The year 2020 will go down in history as the year when much changed. One thing seems to remain constant: the fact that the justice sector is slow to change. As a consequence, it seems to be missing a rather big boat.
Good things often come out of bad things. It is no different with the current crises we face. In its 5 December issue, The Economist carries an article that sets out how the pandemic is leading to unprecedented innovation and investment in the health sector. It sees the dawn of “the next trillion-dollar industry”. Patients are demanding and flocking towards it. The medical profession is starting to develop and offer it. Regulators around the world are supporting it. Investors are investing in it with a reported record $8.4 billion of equity funding flowing to digital health companies in the third quarter of 2020 alone. Some of the key features of this innovation wave are: health moving online; health coming to your home; patients being empowered to prevent and cure; and an even more ferocious data driven focus on health outcomes. This not just happening in the Europe and the US. China, India, and others are part of this wave as well. The article made me think: what do we see in the justice sector?
In my previous column, I shared the outcomes of a meeting of 22 ministers of justice held in October, hosted by Canada. It was held because the ministers concluded that the “COVID-19 pandemic, its economic impacts, and the damage it is causing to individuals, communities and societies are the biggest global challenges that the world’s justice systems have ever faced.” (emphasis added). The crisis, they said, was an opportunity and they committed to investing in justice and increasing evidence-based solutions. The meeting was significant in that it brought ministers together to share analysis and action. However, read against the backdrop of the Economist article, more is possible.

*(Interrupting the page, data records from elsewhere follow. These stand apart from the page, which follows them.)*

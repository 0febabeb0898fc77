//! `billbook-core` — shared building blocks for the billing domain crates.
//!
//! Pure domain primitives only: identifiers, the error model, record families,
//! financial-year numbering and period filters. No IO lives here.

pub mod entity;
pub mod error;
pub mod family;
pub mod fiscal;
pub mod id;
pub mod period;
pub mod value_object;

pub use entity::Entity;
pub use error::{DomainError, DomainResult};
pub use family::{DocumentFamily, RecordFamily};
pub use fiscal::{DocumentNumber, FinancialYear, next_document_number, sequence_suffix};
pub use id::{RecordId, TenantId, UserId};
pub use period::PeriodFilter;
pub use value_object::ValueObject;
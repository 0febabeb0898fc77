use axum::{
    Json, Router,
    extract::{Extension, Path, Query},
    http::StatusCode,
    routing::{get, post},
};
use serde_json::json;

use billbook_core::DocumentFamily;
use billbook_infra::Session;
use billbook_invoicing::{Invoice, InvoiceDraft, InvoiceId, InvoiceStatus, amount_in_words};

use crate::app::dto::{self, DateQuery, SearchQuery, StatusRequest};
use crate::app::errors::{ApiResult, parse_id};
use crate::app::services::AppServices;

pub fn router() -> Router {
    Router::new()
        .route("/", post(create_invoice).get(list_invoices))
        .route("/next-number", get(next_number))
        .route("/:id", get(get_invoice).put(update_invoice).delete(delete_invoice))
        .route("/:id/status", post(set_status))
}

pub async fn create_invoice(
    Extension(services): Extension<AppServices>,
    Extension(session): Extension<Session>,
    Json(body): Json<InvoiceDraft>,
) -> ApiResult<(StatusCode, Json<Invoice>)> {
    let invoice = services.book().create_invoice(&session, body).await?;
    Ok((StatusCode::CREATED, Json(invoice)))
}

/// Sales register, optionally filtered with `?q=`.
pub async fn list_invoices(
    Extension(services): Extension<AppServices>,
    Extension(session): Extension<Session>,
    Query(query): Query<SearchQuery>,
) -> ApiResult<Json<serde_json::Value>> {
    Ok(dto::items(
        services.book().list_invoices(&session, query.q.as_deref()).await?,
    ))
}

pub async fn next_number(
    Extension(services): Extension<AppServices>,
    Extension(session): Extension<Session>,
    Query(query): Query<DateQuery>,
) -> ApiResult<Json<serde_json::Value>> {
    let number = services
        .book()
        .next_number(&session, DocumentFamily::Invoice, query.or_today())
        .await?;
    Ok(Json(json!({ "number": number.to_string() })))
}

/// The invoice plus its grand total in words, as printed.
pub async fn get_invoice(
    Extension(services): Extension<AppServices>,
    Extension(session): Extension<Session>,
    Path(id): Path<String>,
) -> ApiResult<Json<serde_json::Value>> {
    let id: InvoiceId = parse_id(&id)?;
    let invoice = services.book().get_invoice(&session, id).await?;
    let words = amount_in_words(invoice.grand_total);
    Ok(Json(json!({ "invoice": invoice, "grand_total_in_words": words })))
}

pub async fn update_invoice(
    Extension(services): Extension<AppServices>,
    Extension(session): Extension<Session>,
    Path(id): Path<String>,
    Json(body): Json<InvoiceDraft>,
) -> ApiResult<Json<Invoice>> {
    let id: InvoiceId = parse_id(&id)?;
    Ok(Json(services.book().update_invoice(&session, id, body).await?))
}

pub async fn delete_invoice(
    Extension(services): Extension<AppServices>,
    Extension(session): Extension<Session>,
    Path(id): Path<String>,
) -> ApiResult<StatusCode> {
    let id: InvoiceId = parse_id(&id)?;
    services.book().delete_invoice(&session, id).await?;
    Ok(StatusCode::NO_CONTENT)
}

pub async fn set_status(
    Extension(services): Extension<AppServices>,
    Extension(session): Extension<Session>,
    Path(id): Path<String>,
    Json(body): Json<StatusRequest<InvoiceStatus>>,
) -> ApiResult<Json<Invoice>> {
    let id: InvoiceId = parse_id(&id)?;
    Ok(Json(services.book().set_invoice_status(&session, id, body.status).await?))
}
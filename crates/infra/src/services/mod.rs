//! Application services over the record store.
//!
//! [`BillBook`] is the single entry point. Its operations are split by
//! concern across the submodules; each reads fresh state from the store on
//! every call.

mod bills;
mod cashbook;
mod catalog;
mod challans;
mod invoices;
mod numbering;
mod reports;

use std::time::Duration;

use chrono::{DateTime, Utc};

use billbook_events::{EventBus, RecordChanged, Subscription};
use billbook_invoicing::GstRate;
use billbook_parties::{Customer, CustomerId};
use billbook_core::TenantId;

use crate::error::{ServiceError, ServiceResult};
use crate::repository::Books;
use crate::saga::DEFAULT_STALE_AFTER;
use crate::store::RecordStore;

pub struct BillBook<S, B> {
    pub(crate) books: Books<S, B>,
    default_gst: GstRate,
    stale_saga_after: Option<chrono::Duration>,
}

impl<S, B> BillBook<S, B>
where
    S: RecordStore,
    B: EventBus<RecordChanged>,
{
    pub fn new(store: S, bus: B, default_gst: GstRate) -> Self {
        Self {
            books: Books::new(store, bus),
            default_gst,
            stale_saga_after: chrono::Duration::from_std(DEFAULT_STALE_AFTER).ok(),
        }
    }

    /// How long a saga may stay in progress before repair takes it over.
    pub fn with_stale_saga_after(mut self, after: Duration) -> Self {
        self.stale_saga_after = chrono::Duration::from_std(after).ok();
        self
    }

    pub fn books(&self) -> &Books<S, B> {
        &self.books
    }

    /// GST rate used when a conversion request does not name one.
    pub fn default_gst(&self) -> GstRate {
        self.default_gst
    }

    pub(crate) fn stale_cutoff(&self) -> Option<DateTime<Utc>> {
        self.stale_saga_after.and_then(|after| Utc::now().checked_sub_signed(after))
    }

    /// Change notices for every write made through this instance.
    pub fn subscribe(&self) -> Subscription<RecordChanged> {
        self.books.bus().subscribe()
    }

    pub(crate) async fn load_customer(&self, tenant_id: TenantId, id: CustomerId) -> ServiceResult<Customer> {
        self.books
            .get::<Customer>(tenant_id, id)
            .await?
            .ok_or_else(|| ServiceError::not_found(format!("customer {id}")))
    }
}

In a recent article, the consultancy firm McKinsey set out what the investor hotspots are for the US health market. It gives an interesting insight into the kind of thinking that fuels innovation and investment at scale in a more innovation-driven marketplace. Five core areas for innovation and investment emerge from careful analysis: “R&D, wellness and disease prevention, screening and diagnosis, care delivery, and finance and operations.” From this the authors identify 9 “value pools” in which innovation is happening, which are apparently attractive for investors. They show that these areas are both impactful and investable.

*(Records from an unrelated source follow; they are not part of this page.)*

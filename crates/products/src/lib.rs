//! Item catalog.

pub mod item;

pub use item::{Item, ItemId, ItemUpdate, NewItem, find_by_name, hsn_for};
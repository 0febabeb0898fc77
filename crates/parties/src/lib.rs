//! Customers and how documents refer to them.
//!
//! Pure domain logic: no IO, no HTTP, no storage.

pub mod customer;

pub use customer::{Customer, CustomerId, CustomerRef, CustomerUpdate, NewCustomer, resolve_customer};
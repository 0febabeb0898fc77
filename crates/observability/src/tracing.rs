//! Subscriber construction.

use tracing_subscriber::EnvFilter;

/// Filter from `RUST_LOG`, or `default_directive` when unset or invalid.
pub fn env_filter(default_directive: &str) -> EnvFilter {
    EnvFilter::try_from_default_env().unwrap_or_else(|_| EnvFilter::new(default_directive))
}

/// Install a JSON formatter with timestamps. Returns `false` when a global
/// subscriber was already set.
pub fn init(default_directive: &str) -> bool {
    tracing_subscriber::fmt()
        .with_env_filter(env_filter(default_directive))
        .json()
        .with_timer(tracing_subscriber::fmt::time::SystemTime)
        .with_target(false)
        .try_init()
        .is_ok()
}

#[cfg(test)]
mod tests {
    use super::*;

    #[test]
    fn second_init_is_a_no_op() {
        let _ = init("debug");
        assert!(!init("debug"));
    }
}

Where is the equivalent list from the justice sector?
The main shapers of the justice sector marketplace – ministries of justice, justice committees of parliaments, judiciaries, and bar associations – don’t really seem to be working on this. Yes, we have legal tech. According HiiL’s 2020 Charging for Justice report, investments in legal tech exceeded $1 billion for the first time in 2019 (compare that to the $8.4 billion in Q3 of 2020 referred to above!). However, most of that went to services that help major law firms and big companies, and others who already have access to the law. In the meantime, we are living in a world where, before COVID-19, only around one third of people who had a justice problem found resolution.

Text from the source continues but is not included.